The cold war is a quarter-century behind us. The Warsaw Pact was dissolved; the Soviet Union collapsed. Today’s Russia has three quarters of the territory but only half the population of the old Soviet Union. Its GDP, whether overall or per capita, is far below that of the US, or ours. Its 2015 military budget took 5% of that – $70bn in actual money – less than an eighth of the nearly $600bn spent by the US. “Tsar” Vladimir Putin may have played a weak hand magnificently, as judged by admirers and detractors alike, but a weak hand is still a weak hand.

If Russia really harbours ambitions to reconstitute an empire, its only success to date is the expensive (in every respect) reacquisition of Crimea, a contested no-man’s land of ragtag rebels in the rust belt of eastern Ukraine, and two miniature enclaves inside independent Georgia. That recent “show of force”, when the might of the Russian navy made its stately progress through the English Channel, demonstrated only the obsolescence of the erstwhile superpower’s fleet.

In the same interview, Parker disclosed that there were around 3,000 “violent Islamic extremists in the UK, mostly British”, and that cyber, not just in Russia’s hands, was the threat of the future.

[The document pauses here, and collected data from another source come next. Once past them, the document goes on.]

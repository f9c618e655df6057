use actix_web::{web, HttpResponse};
use chrono::{DateTime, Utc};
use serde::{Deserialize, Serialize};
use utoipa::ToSchema;
use uuid::Uuid;

use crate::application::cart_service::CartSummary;
use crate::application::checkout_service::{checkout_request, CheckoutUrls};
use crate::domain::order::{ProductType, ShippingAddress};
use crate::domain::payment::Completion;
use crate::domain::ports::BookshelfRepository;
use crate::errors::AppError;
use crate::state::AppState;

use super::actor::Caller;
use super::blocking;
use super::orders::OrderResponse;

// ── Request / response DTOs ──────────────────────────────────────────────────

#[derive(Debug, Serialize, ToSchema)]
pub struct CartLineResponse {
    pub product_id: Uuid,
    pub name: String,
    pub product_type: ProductType,
    pub unit_price: i64,
    pub quantity: i32,
    pub subtotal: i64,
}

#[derive(Debug, Serialize, ToSchema)]
pub struct CartResponse {
    pub lines: Vec<CartLineResponse>,
    pub subtotal: i64,
}

impl From<CartSummary> for CartResponse {
    fn from(summary: CartSummary) -> Self {
        Self {
            lines: summary
                .lines
                .iter()
                .map(|line| CartLineResponse {
                    product_id: line.product.id,
                    name: line.product.name.clone(),
                    product_type: line.product.product_type,
                    unit_price: line.product.price,
                    quantity: line.quantity,
                    subtotal: line.subtotal(),
                })
                .collect(),
            subtotal: summary.subtotal,
        }
    }
}

#[derive(Debug, Deserialize, ToSchema)]
pub struct SetQuantityRequest {
    pub quantity: i32,
}

#[derive(Debug, Deserialize, ToSchema)]
pub struct CheckoutBody {
    /// Required when the cart holds physical items.
    pub shipping: Option<ShippingAddress>,
}

#[derive(Debug, Serialize, ToSchema)]
pub struct CheckoutResponse {
    pub order_id: Uuid,
    pub session_id: String,
    pub redirect_url: String,
    pub total: i64,
}

#[derive(Debug, Deserialize, ToSchema)]
pub struct CompleteParams {
    pub order_id: Uuid,
    pub session_id: String,
}

#[derive(Debug, Serialize, ToSchema)]
pub struct CompletionResponse {
    /// `completed`, `already_completed`, `not_found` or `pending`.
    pub status: String,
    pub order_id: Uuid,
    pub order: Option<OrderResponse>,
}

#[derive(Debug, Serialize, ToSchema)]
pub struct BookshelfItemResponse {
    pub product_id: Uuid,
    pub product_name: String,
    pub order_id: Uuid,
    pub granted_at: DateTime<Utc>,
}

// ── Cart ─────────────────────────────────────────────────────────────────────

/// GET /store/cart
#[utoipa::path(
    get,
    path = "/store/cart",
    responses(
        (status = 200, description = "Current cart", body = CartResponse),
        (status = 403, description = "Not a member"),
    ),
    tag = "store"
)]
pub async fn get_cart(
    state: web::Data<AppState>,
    caller: Caller,
) -> Result<HttpResponse, AppError> {
    let member_id = caller.0.require_member()?;

    let summary = blocking(move || state.cart().summary(member_id)).await?;

    Ok(HttpResponse::Ok().json(CartResponse::from(summary)))
}

/// PUT /store/cart/items/{product_id}
///
/// Sets the quantity of one product. Stock is checked, not reserved.
#[utoipa::path(
    put,
    path = "/store/cart/items/{product_id}",
    params(
        ("product_id" = Uuid, Path, description = "Product UUID"),
    ),
    request_body = SetQuantityRequest,
    responses(
        (status = 200, description = "Updated cart", body = CartResponse),
        (status = 404, description = "Product not found"),
        (status = 422, description = "Out of stock or already owned"),
    ),
    tag = "store"
)]
pub async fn set_cart_item(
    state: web::Data<AppState>,
    caller: Caller,
    path: web::Path<Uuid>,
    body: web::Json<SetQuantityRequest>,
) -> Result<HttpResponse, AppError> {
    let member_id = caller.0.require_member()?;
    let product_id = path.into_inner();
    let quantity = body.into_inner().quantity;

    let summary =
        blocking(move || state.cart().set_quantity(member_id, product_id, quantity)).await?;

    Ok(HttpResponse::Ok().json(CartResponse::from(summary)))
}

/// DELETE /store/cart/items/{product_id}
#[utoipa::path(
    delete,
    path = "/store/cart/items/{product_id}",
    params(
        ("product_id" = Uuid, Path, description = "Product UUID"),
    ),
    responses(
        (status = 200, description = "Updated cart", body = CartResponse),
        (status = 404, description = "Not in cart"),
    ),
    tag = "store"
)]
pub async fn remove_cart_item(
    state: web::Data<AppState>,
    caller: Caller,
    path: web::Path<Uuid>,
) -> Result<HttpResponse, AppError> {
    let member_id = caller.0.require_member()?;
    let product_id = path.into_inner();

    let summary = blocking(move || state.cart().remove(member_id, product_id)).await?;

    Ok(HttpResponse::Ok().json(CartResponse::from(summary)))
}

// ── Checkout ─────────────────────────────────────────────────────────────────

/// POST /store/checkout
///
/// Prices the cart, opens a gateway session and only then writes the
/// pending order. A gateway failure leaves nothing behind.
#[utoipa::path(
    post,
    path = "/store/checkout",
    request_body = CheckoutBody,
    responses(
        (status = 201, description = "Checkout session created", body = CheckoutResponse),
        (status = 422, description = "Cart cannot be checked out"),
        (status = 502, description = "Payment gateway error"),
    ),
    tag = "store"
)]
pub async fn checkout(
    state: web::Data<AppState>,
    caller: Caller,
    body: web::Json<CheckoutBody>,
) -> Result<HttpResponse, AppError> {
    let member_id = caller.0.require_member()?;
    let shipping = body.into_inner().shipping;

    let draft = {
        let state = state.clone();
        blocking(move || state.checkout().prepare(member_id, shipping)).await?
    };

    let urls = CheckoutUrls {
        success_url: state.settings.order_success_url(draft.id),
        cancel_url: state.settings.order_cancel_url(),
    };
    let request = checkout_request(&draft, &state.settings.currency, urls);
    let session = state.gateway.create_checkout_session(&request).await?;
    let redirect_url = session.redirect_url.clone();
    let session_id = session.session_id.clone();

    let order = blocking(move || state.checkout().place(&draft, &session)).await?;

    Ok(HttpResponse::Created().json(CheckoutResponse {
        order_id: order.id,
        session_id,
        redirect_url,
        total: order.total,
    }))
}

/// GET /store/complete.php
///
/// Browser success redirect. Runs the same idempotent completion as the
/// webhook, after asking the gateway whether the session is really paid.
#[utoipa::path(
    get,
    path = "/store/complete.php",
    params(
        ("order_id" = Uuid, Query, description = "Order UUID"),
        ("session_id" = String, Query, description = "Checkout session id"),
    ),
    responses(
        (status = 200, description = "Completion outcome", body = CompletionResponse),
        (status = 403, description = "Session does not belong to the order"),
        (status = 404, description = "Order not found"),
    ),
    tag = "store"
)]
pub async fn complete(
    state: web::Data<AppState>,
    query: web::Query<CompleteParams>,
) -> Result<HttpResponse, AppError> {
    let CompleteParams {
        order_id,
        session_id,
    } = query.into_inner();

    let session = match state.gateway.retrieve_checkout_session(&session_id).await {
        Ok(session) => session,
        Err(e) => {
            // not confirmed yet; the webhook will finish the order
            log::warn!("could not confirm session {} for order {}: {}", session_id, order_id, e);
            return Ok(HttpResponse::Ok().json(CompletionResponse {
                status: "pending".to_string(),
                order_id,
                order: None,
            }));
        }
    };

    let outcome =
        blocking(move || state.reconciler().complete_from_redirect(order_id, &session)).await?;

    let response = match outcome {
        None => CompletionResponse {
            status: "pending".to_string(),
            order_id,
            order: None,
        },
        Some(completion) => CompletionResponse {
            status: completion.label().to_string(),
            order_id,
            order: match completion {
                Completion::Completed(order) => Some(OrderResponse::from(order)),
                _ => None,
            },
        },
    };
    Ok(HttpResponse::Ok().json(response))
}

// ── Bookshelf ────────────────────────────────────────────────────────────────

/// GET /store/bookshelf
#[utoipa::path(
    get,
    path = "/store/bookshelf",
    responses(
        (status = 200, description = "Digital products owned by the member", body = [BookshelfItemResponse]),
        (status = 403, description = "Not a member"),
    ),
    tag = "store"
)]
pub async fn bookshelf(
    state: web::Data<AppState>,
    caller: Caller,
) -> Result<HttpResponse, AppError> {
    let member_id = caller.0.require_member()?;

    let items = blocking(move || state.bookshelf().list(member_id)).await?;

    let items: Vec<BookshelfItemResponse> = items
        .into_iter()
        .map(|item| BookshelfItemResponse {
            product_id: item.product_id,
            product_name: item.product_name,
            order_id: item.order_id,
            granted_at: item.granted_at,
        })
        .collect();
    Ok(HttpResponse::Ok().json(items))
}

So let me repeat the question: why does Russia remain bogeyman-in-chief?

Here are a few ideas. The first is that blaming Russia carries little cost. Russia is not China. Investment is not a big consideration. For all sorts of reasons, political relations have long been dire. Applying the same virulent rhetoric to terrorism conducted in the name of Islam, on the other hand, risks fomenting social and cultural strife here at home.

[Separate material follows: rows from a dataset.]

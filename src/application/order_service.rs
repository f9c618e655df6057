use uuid::Uuid;

use crate::domain::actor::Actor;
use crate::domain::errors::DomainError;
use crate::domain::order::{ListResult, OrderRefundPlan, OrderStatus, OrderView};
use crate::domain::ports::OrderLedger;

pub struct OrderService<L> {
    ledger: L,
}

impl<L: OrderLedger> OrderService<L> {
    pub fn new(ledger: L) -> Self {
        Self { ledger }
    }

    /// Members see their own orders; admins see all of them.
    pub fn get_order(&self, actor: &Actor, id: Uuid) -> Result<OrderView, DomainError> {
        let order = self
            .ledger
            .find_by_id(id)?
            .ok_or(DomainError::NotFound("Order"))?;
        match actor {
            Actor::Admin(_) => Ok(order),
            Actor::Member(member_id) if *member_id == order.member_id => Ok(order),
            _ => Err(DomainError::NotFound("Order")),
        }
    }

    pub fn list_orders(
        &self,
        member_id: Uuid,
        page: i64,
        limit: i64,
    ) -> Result<ListResult, DomainError> {
        self.ledger.list_for_member(member_id, page, limit)
    }

    pub fn advance_status(
        &self,
        id: Uuid,
        to: OrderStatus,
        tracking_number: Option<&str>,
    ) -> Result<OrderView, DomainError> {
        let order = self
            .ledger
            .find_by_id(id)?
            .ok_or(DomainError::NotFound("Order"))?;

        if to == OrderStatus::Cancelled {
            if !self.ledger.cancel_unpaid(id)? {
                return Err(DomainError::policy(
                    "only unpaid orders can be cancelled; refund paid orders instead",
                ));
            }
        } else {
            if !order.order_status.can_advance_to(to) {
                return Err(DomainError::InvalidTransition {
                    from: order.order_status.as_str(),
                    action: advance_label(to),
                });
            }
            if !self
                .ledger
                .advance_status(id, order.order_status, to, tracking_number)?
            {
                return Err(DomainError::policy(
                    "the order changed in the meantime; reload and try again",
                ));
            }
        }

        log::info!("order {} moved {} -> {}", id, order.order_status, to);
        self.ledger
            .find_by_id(id)?
            .ok_or(DomainError::NotFound("Order"))
    }

    pub fn plan_refund(&self, id: Uuid, amount: Option<i64>) -> Result<OrderRefundPlan, DomainError> {
        let order = self
            .ledger
            .find_by_id(id)?
            .ok_or(DomainError::NotFound("Order"))?;
        OrderRefundPlan::for_order(&order, amount)
    }
}

fn advance_label(to: OrderStatus) -> &'static str {
    match to {
        OrderStatus::Processing => "start processing",
        OrderStatus::Shipped => "ship",
        OrderStatus::Completed => "complete",
        OrderStatus::Cancelled => "cancel",
        OrderStatus::Refunded => "mark refunded",
        OrderStatus::Pending | OrderStatus::Confirmed => "reset",
    }
}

A second reason, now as in the past, is that blaming Russia aligns us comfortably with the US, where stalwarts in Congress and at the Pentagon have never emerged from their old thinking about the threat. The Russia card has been played to exhaustion during this presidential campaign, to the point where it could swing the election – and I don’t mean in Donald Trump’s favour.

A third factor is the consensus about a strong and malevolent Russia that still rules the “expert” community, and will probably do so for a few years yet – helped along by the hatchet-faced Putin. There are younger specialists who take a rather different view, but they are drowned out by the ingrained cliches. Note how quickly Boris Johnson was “turned” from the realist of his journalist days to the fierce cold warrior foreign secretary. Such a U-turn makes him look intellectually foolish – but no more foolish, some might argue, than he has made himself look on so many other scores.

Then again, all this anti-Russianism from MI5 could just be a front. Although it is hard to understand what purpose would be served by presenting Russians as scarier than jihadis or the gangsters who supposedly roam London in search of machine guns, disinformation is the stock in trade of intelligence services everywhere. Or – perish the thought – the judgments could just be wrong. There have, after all, been egregious mistakes, even where the material has been gathered and interpreted in good faith. Look no further than the data on Iraq’s chemical weapons, as assessed by Parker’s colleagues and institutional rivals across the Thames.

I wonder, though, whether the real secret behind the MI5 chief’s Russia focus is that it is starting to become harder to demonise Russia now. Time was when James Bond and the pantomime idea of a Russia threat were an easy sell – able to bolster departmental claims to a bigger budget. But look at the “below the line” comments on what Parker had to say and there is a current of dissent that cannot come exclusively from so-called Kremlin “trolls”. You hear something similar in phone-ins on Russian topics, where the voice of a sceptical public comes across loud and strong. For all MI5’s warnings, maybe Russia’s time as the UK’s all-purpose fall guy is nearing its end.